Screenshot: Facebook
Screenshot: Facebook

“The greatest danger to American freedom is a government that ignores the constitution,” the Conservative Coalition of North Carolina said, in a quote posted to Facebook and attributed to the third president.

As USA Today points out, the earliest known use of this quote in print is from a 2015 book called The Phantom of the Hungry Hollow by D.H. Reid and Ginger Reid-Parker, but online instances of it go as far back as 2004.

Fake Jefferson on Rebellion

Screenshot: Twitter
Screenshot: Twitter

Dr. Kelli Ward, the head of the Republican Party in Arizona, tweeted an image with the quote, “When tyranny becomes law, rebellion becomes duty.” But Jefferson never made that quip.

Fact checkers have found the quote attributed to Jefferson throughout the 20th century, sometimes using “injustice” in place of the word “tyranny.” But it doesn’t seem to appear anywhere earlier than that. Given that Jefferson died in the 19th century, it’s extremely unlikely he said this unless he invented time travel.

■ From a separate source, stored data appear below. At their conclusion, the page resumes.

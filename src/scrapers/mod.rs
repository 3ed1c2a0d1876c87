pub mod classifier;
pub mod extractor;
pub mod fetcher;
pub mod locator;
pub mod markup;
pub mod parser;
pub mod retail;
pub mod sources;
pub mod text;
pub mod title_resolver;

use serde::{Deserialize, Serialize};

use self::locator::LocateStrategy;

/// An offer that passed every discovery filter and is ready to be stored.
#[derive(Debug, Clone, Serialize, Deserialize, PartialEq)]
pub struct ScrapedOffer {
    pub source: String,
    pub title: Option<String>,
    pub url: String,
    pub price: String,
    pub shop: String,
    pub image_url: Option<String>,
    pub coupon: Option<String>,
}

/// Retailers the bot knows how to scrape and tag with affiliate parameters.
#[derive(Debug, Clone, Copy, Serialize, Deserialize, PartialEq, Eq, Hash)]
pub enum Shop {
    Kabum,
    Pichau,
    Amazon,
}

impl Shop {
    /// Human readable label stored in `offers.shop`
    pub fn label(&self) -> &'static str {
        match self {
            Shop::Kabum => "KaBuM",
            Shop::Pichau => "Pichau",
            Shop::Amazon => "Amazon",
        }
    }

    /// Collector name stored in `offers.source`
    pub fn source_name(&self) -> &'static str {
        match self {
            Shop::Kabum => "kabum",
            Shop::Pichau => "pichau",
            Shop::Amazon => "amazon",
        }
    }
}

/// Per-retailer traversal rules. One locator/extractor pair serves every
/// source; only this value differs between them.
#[derive(Debug, Clone)]
pub struct SourceConfig {
    pub shop: Shop,
    pub pages: Vec<String>,
    pub strategy: LocateStrategy,
    /// Maximum number of elements inspected while walking up from an anchor
    pub max_depth: usize,
    /// When non-empty, only links containing one of these substrings count
    pub link_markers: Vec<String>,
}

#[derive(Debug, Clone)]
pub struct ScraperConfig {
    pub user_agent: String,
    pub retry_max: u32,
    pub retry_delay_ms: u64,
    pub loose_coupon_detection: bool,
}

impl Default for ScraperConfig {
    fn default() -> Self {
        Self {
            user_agent: "OfertasBot/1.0 (+contato)".to_string(),
            retry_max: 2,
            retry_delay_ms: 1000,
            loose_coupon_detection: false,
        }
    }
}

And if that’s the case we’ve got an entirely new problem to confront that makes fake quotes on the internet a very minor issue.

Fake Jefferson on Work

Oil painting of Thomas Jefferson by Gilbert Stuart (1755-1828) (Image: Corbis, Getty Images)
Oil painting of Thomas Jefferson by Gilbert Stuart (1755-1828) (Image: Corbis, Getty Images)

“The Democracy will cease to exist when you take away from those that are willing to work, and give to those who would not,” the Facebook group Save Southern Heritage and History posted. But, as you can guess by now, Jefferson never uttered this phrase.

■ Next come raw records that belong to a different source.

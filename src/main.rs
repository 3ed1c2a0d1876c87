use sea_orm::Database;
use sea_orm_migration::MigratorTrait;
use std::sync::Arc;
use tokio::time::Duration;
use tracing_subscriber::{layer::SubscriberExt, util::SubscriberInitExt};

use offer_curator::config::AppConfig;
use offer_curator::handlers::status_router;
use offer_curator::jobs::{delivery, discovery, supervisor::supervise};
use offer_curator::scrapers::fetcher::{HttpFetcher, PageFetcher};
use offer_curator::services::offer_repository::OfferRepository;
use offer_curator::services::telegram::{OfferNotifier, TelegramNotifier};
use offer_curator::AppState;

const RESTART_DELAY: Duration = Duration::from_secs(5);

#[tokio::main]
async fn main() -> Result<(), Box<dyn std::error::Error + Send + Sync>> {
    // Initialize tracing
    tracing_subscriber::registry()
        .with(
            tracing_subscriber::EnvFilter::try_from_default_env()
                .unwrap_or_else(|_| "info,offer_curator=debug,sqlx=warn".into()),
        )
        .with(tracing_subscriber::fmt::layer())
        .init();

    // Load environment variables
    dotenvy::dotenv().ok();

    let config = match AppConfig::from_env() {
        Ok(config) => Arc::new(config),
        Err(e) => {
            tracing::error!("Invalid configuration: {}", e);
            std::process::exit(1);
        }
    };

    // Connect to database
    tracing::info!("Connecting to database...");
    let db = Database::connect(&config.database_url).await?;

    // Run migrations
    tracing::info!("Running migrations...");
    migration::Migrator::up(&db, None).await?;

    let offers = OfferRepository::new(db);
    let fetcher: Arc<dyn PageFetcher> = Arc::new(HttpFetcher::new(config.discovery.scraper.clone())?);
    let notifier: Arc<dyn OfferNotifier> =
        Arc::new(TelegramNotifier::new(config.telegram_token.clone())?);

    let discovery_task = {
        let config = config.clone();
        let fetcher = fetcher.clone();
        let offers = offers.clone();
        supervise("discovery", RESTART_DELAY, move || {
            discovery::run_discovery_loop(
                Arc::new(config.discovery.clone()),
                fetcher.clone(),
                offers.clone(),
            )
        })
    };

    let delivery_task = {
        let config = config.clone();
        let offers = offers.clone();
        supervise("delivery", RESTART_DELAY, move || {
            delivery::run_delivery_loop(config.clone(), offers.clone(), notifier.clone())
        })
    };

    let server_task = {
        let state = AppState { offers };
        let port = config.port;
        supervise("status-server", RESTART_DELAY, move || {
            serve_status(state.clone(), port)
        })
    };

    tokio::join!(discovery_task, delivery_task, server_task);

    Ok(())
}

async fn serve_status(state: AppState, port: u16) {
    let app = status_router(state);

    let listener = match tokio::net::TcpListener::bind(("0.0.0.0", port)).await {
        Ok(listener) => listener,
        Err(e) => {
            tracing::error!("Failed to bind status server on port {}: {}", port, e);
            return;
        }
    };

    tracing::info!("Status server listening on 0.0.0.0:{}", port);

    if let Err(e) = axum::serve(listener, app).await {
        tracing::error!("Status server error: {}", e);
    }
}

As USA Today points out, Jefferson did say write something similar in spirit, if only because he was translating an economic text from French to English:

To take from one, because it is thought that his own industry and that of his fathers has acquired too much, in order to spare to others, who, or whose fathers have not exercised equal industry and skill, is to violate arbitrarily the first principle of association — the guarantee to every one of a free exercise of his industry, & the fruits acquired by it.

It certainly sounds different when you learn the real quote. And even then, you can’t say that it’s Jefferson’s idea. He simply translated it 1816 from Antoine Destutt de Tracy’s Treatise on Political Economy.

Fake Jefferson on Style vs Principle

Screenshot: Twitter
Screenshot: Twitter

“In matters of style, swim with the current; in matters of principle, stand like a rock,” Jefferson supposedly said.

Eric Brakey, the spokesperson for the group Young Americans For Liberty and a former state senator in Maine, tweeted this fake Jefferson quote on the anniversary of the January 6 insurrection. But Jefferson never said it.

This quote dates back to the late 19th century but was often referred to as an

“old adage,” according to the Jefferson fact-checkers at Monticello. Sometime around 1973, people started attributing the quote to Jefferson, and the rest is recent history.

Fake Jefferson on Courage

Rudulph Evans's statue of Thomas Jefferson with excerpts of the  Declaration of Independence seen behind, Thomas Jefferson Memorial,  Washington, D.C., USA, March 1985.  (Photo: Barbara Alper, Getty Images)
Rudulph Evans’s statue of Thomas Jefferson with excerpts of the Declaration of Independence seen behind, Thomas Jefferson Memorial, Washington, D.C., USA, March 1985. (Photo: Barbara Alper, Getty Images)

“One man with courage is a majority,” is a pithy quote often attributed to Thomas Jefferson. But he never wrote those words, according to the Thomas Jefferson Encyclopaedia.

This quote is most often attributed to Andrew Jackson, but that’s also incorrect. The 7th president didn’t say it either, according to an expert on Jackson writing in 2007 for the Los Angeles Times.